Dataset entries:
------------------------
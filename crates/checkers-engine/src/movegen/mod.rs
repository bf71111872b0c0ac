//! Move generation.
//!
//! Moves are produced in a fixed order: by origin square in increasing row
//! then column, and for each origin by direction with `dr = -1` before
//! `dr = 1` and `dc = -1` before `dc = 1`. The search relies on this order
//! for reproducible tie-breaks.

pub mod perft;

use crate::Board;
use checkers_core::{Color, Move, Piece, Position};

const COLUMN_STEPS: [i8; 2] = [-1, 1];

/// Row directions a piece may travel in, in generation order.
fn row_steps(piece: Piece) -> &'static [i8] {
    if piece.is_king {
        &[-1, 1]
    } else {
        match piece.color {
            Color::Cyan => &[-1],
            Color::Magenta => &[1],
        }
    }
}

/// Appends the simple moves and jumps available to one piece.
fn piece_moves(
    board: &Board,
    from: Position,
    piece: Piece,
    steps: &mut Vec<Move>,
    jumps: &mut Vec<Move>,
) {
    for &dr in row_steps(piece) {
        for dc in COLUMN_STEPS {
            let Some(next) = from.offset(dr, dc) else {
                continue;
            };
            match board.piece_at(next) {
                None => steps.push(Move::step(from, next)),
                Some(other) if other.color != piece.color => {
                    if let Some(landing) = next.offset(dr, dc) {
                        if board.piece_at(landing).is_none() {
                            jumps.push(Move::jump(from, landing, next));
                        }
                    }
                }
                Some(_) => {}
            }
        }
    }
}

/// Generates the legal moves for `color`.
///
/// With `origin` set, only the piece on that square is considered; an empty
/// or opponent-occupied origin yields no moves. If any jump is available in
/// the scanned set, only jumps are returned (forced capture).
pub fn generate_moves(board: &Board, color: Color, origin: Option<Position>) -> Vec<Move> {
    let mut steps = Vec::new();
    let mut jumps = Vec::new();

    match origin {
        Some(from) => {
            if let Some(piece) = board.piece_at(from).filter(|p| p.color == color) {
                piece_moves(board, from, piece, &mut steps, &mut jumps);
            }
        }
        None => {
            for (from, piece) in board.pieces().filter(|(_, p)| p.color == color) {
                piece_moves(board, from, piece, &mut steps, &mut jumps);
            }
        }
    }

    if jumps.is_empty() {
        steps
    } else {
        jumps
    }
}

/// Returns true if `color` has at least one legal move.
pub fn has_moves(board: &Board, color: Color) -> bool {
    board
        .pieces()
        .filter(|(_, p)| p.color == color)
        .any(|(from, piece)| {
            let mut steps = Vec::new();
            let mut jumps = Vec::new();
            piece_moves(board, from, piece, &mut steps, &mut jumps);
            !steps.is_empty() || !jumps.is_empty()
        })
}

/// Returns the further jumps available to the piece that just landed on `at`.
///
/// Empty when the piece has no jump left, even if it still has simple moves.
pub fn continuation_jumps(board: &Board, color: Color, at: Position) -> Vec<Move> {
    let mut moves = generate_moves(board, color, Some(at));
    moves.retain(|m| m.is_jump());
    moves
}

#[cfg(test)]
mod tests {
    use super::*;

    fn pos(row: u8, col: u8) -> Position {
        Position::new(row, col).unwrap()
    }

    fn board(layout: &str) -> Board {
        Board::from_layout(layout).unwrap()
    }

    #[test]
    fn start_has_seven_moves_per_side() {
        let start = Board::standard();
        assert_eq!(generate_moves(&start, Color::Cyan, None).len(), 7);
        assert_eq!(generate_moves(&start, Color::Magenta, None).len(), 7);
    }

    #[test]
    fn start_moves_are_ordered() {
        let moves = generate_moves(&Board::standard(), Color::Cyan, None);
        let notation: Vec<String> = moves.iter().map(|m| m.to_notation()).collect();
        assert_eq!(
            notation,
            vec!["50-41", "52-41", "52-43", "54-43", "54-45", "56-45", "56-47"]
        );
    }

    #[test]
    fn edge_piece_has_single_move() {
        let moves = generate_moves(&Board::standard(), Color::Cyan, Some(pos(5, 0)));
        assert_eq!(moves, vec![Move::step(pos(5, 0), pos(4, 1))]);
    }

    #[test]
    fn origin_of_wrong_color_or_empty_yields_nothing() {
        let start = Board::standard();
        assert!(generate_moves(&start, Color::Cyan, Some(pos(2, 1))).is_empty());
        assert!(generate_moves(&start, Color::Cyan, Some(pos(4, 1))).is_empty());
    }

    #[test]
    fn single_jump_scenario() {
        // Cyan at 32, Magenta at 23, 14 empty.
        let b = board("......../......../...m..../..c...../......../......../......../........");
        let moves = generate_moves(&b, Color::Cyan, Some(pos(3, 2)));
        assert_eq!(moves, vec![Move::jump(pos(3, 2), pos(1, 4), pos(2, 3))]);
    }

    #[test]
    fn forced_capture_suppresses_steps_across_board() {
        // The cyan man on 70 could step, but the one on 32 must jump.
        let b = board("......../......../...m..../..c...../......../......../......../c.......");
        let moves = generate_moves(&b, Color::Cyan, None);
        assert_eq!(moves, vec![Move::jump(pos(3, 2), pos(1, 4), pos(2, 3))]);
    }

    #[test]
    fn blocked_jump_is_not_generated() {
        // Landing square 14 is occupied by another magenta piece.
        let b = board("......../....m.../...m..../..c...../......../......../......../........");
        let moves = generate_moves(&b, Color::Cyan, Some(pos(3, 2)));
        assert_eq!(moves, vec![Move::step(pos(3, 2), pos(2, 1))]);
    }

    #[test]
    fn men_do_not_move_backwards() {
        let b = board("......../......../......../..c...../.m....../......../......../........");
        // Magenta on 41 sits behind the cyan man; no backward jump for a man.
        let moves = generate_moves(&b, Color::Cyan, Some(pos(3, 2)));
        assert_eq!(
            moves,
            vec![Move::step(pos(3, 2), pos(2, 1)), Move::step(pos(3, 2), pos(2, 3))]
        );
    }

    #[test]
    fn kings_move_both_ways_in_order() {
        let b = board("......../......../......../..C...../......../......../......../........");
        let moves = generate_moves(&b, Color::Cyan, Some(pos(3, 2)));
        assert_eq!(
            moves,
            vec![
                Move::step(pos(3, 2), pos(2, 1)),
                Move::step(pos(3, 2), pos(2, 3)),
                Move::step(pos(3, 2), pos(4, 1)),
                Move::step(pos(3, 2), pos(4, 3)),
            ]
        );
    }

    #[test]
    fn king_jumps_backwards() {
        let b = board("......../......../......../..C...../...m..../......../......../........");
        let moves = generate_moves(&b, Color::Cyan, None);
        assert_eq!(moves, vec![Move::jump(pos(3, 2), pos(5, 4), pos(4, 3))]);
    }

    #[test]
    fn has_moves_detects_blocked_side() {
        // The magenta man on 61 is wedged against Cyan's home row.
        let b = board("......../......../......../......../......../......../.m....../c.c.....");
        assert!(!has_moves(&b, Color::Magenta));
        assert!(generate_moves(&b, Color::Magenta, None).is_empty());
        assert!(has_moves(&b, Color::Cyan));
        assert!(!has_moves(&Board::empty(), Color::Cyan));
        assert!(has_moves(&Board::standard(), Color::Magenta));
    }

    #[test]
    fn continuation_jumps_ignore_steps() {
        let b = board("......../......../......../..c...../......../......../......../........");
        assert!(continuation_jumps(&b, Color::Cyan, pos(3, 2)).is_empty());
    }
}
------------------------
→ **What the task requires**
State the number of lines above that hold the word "unwrap", and say nothing else.

→ **Solution**
2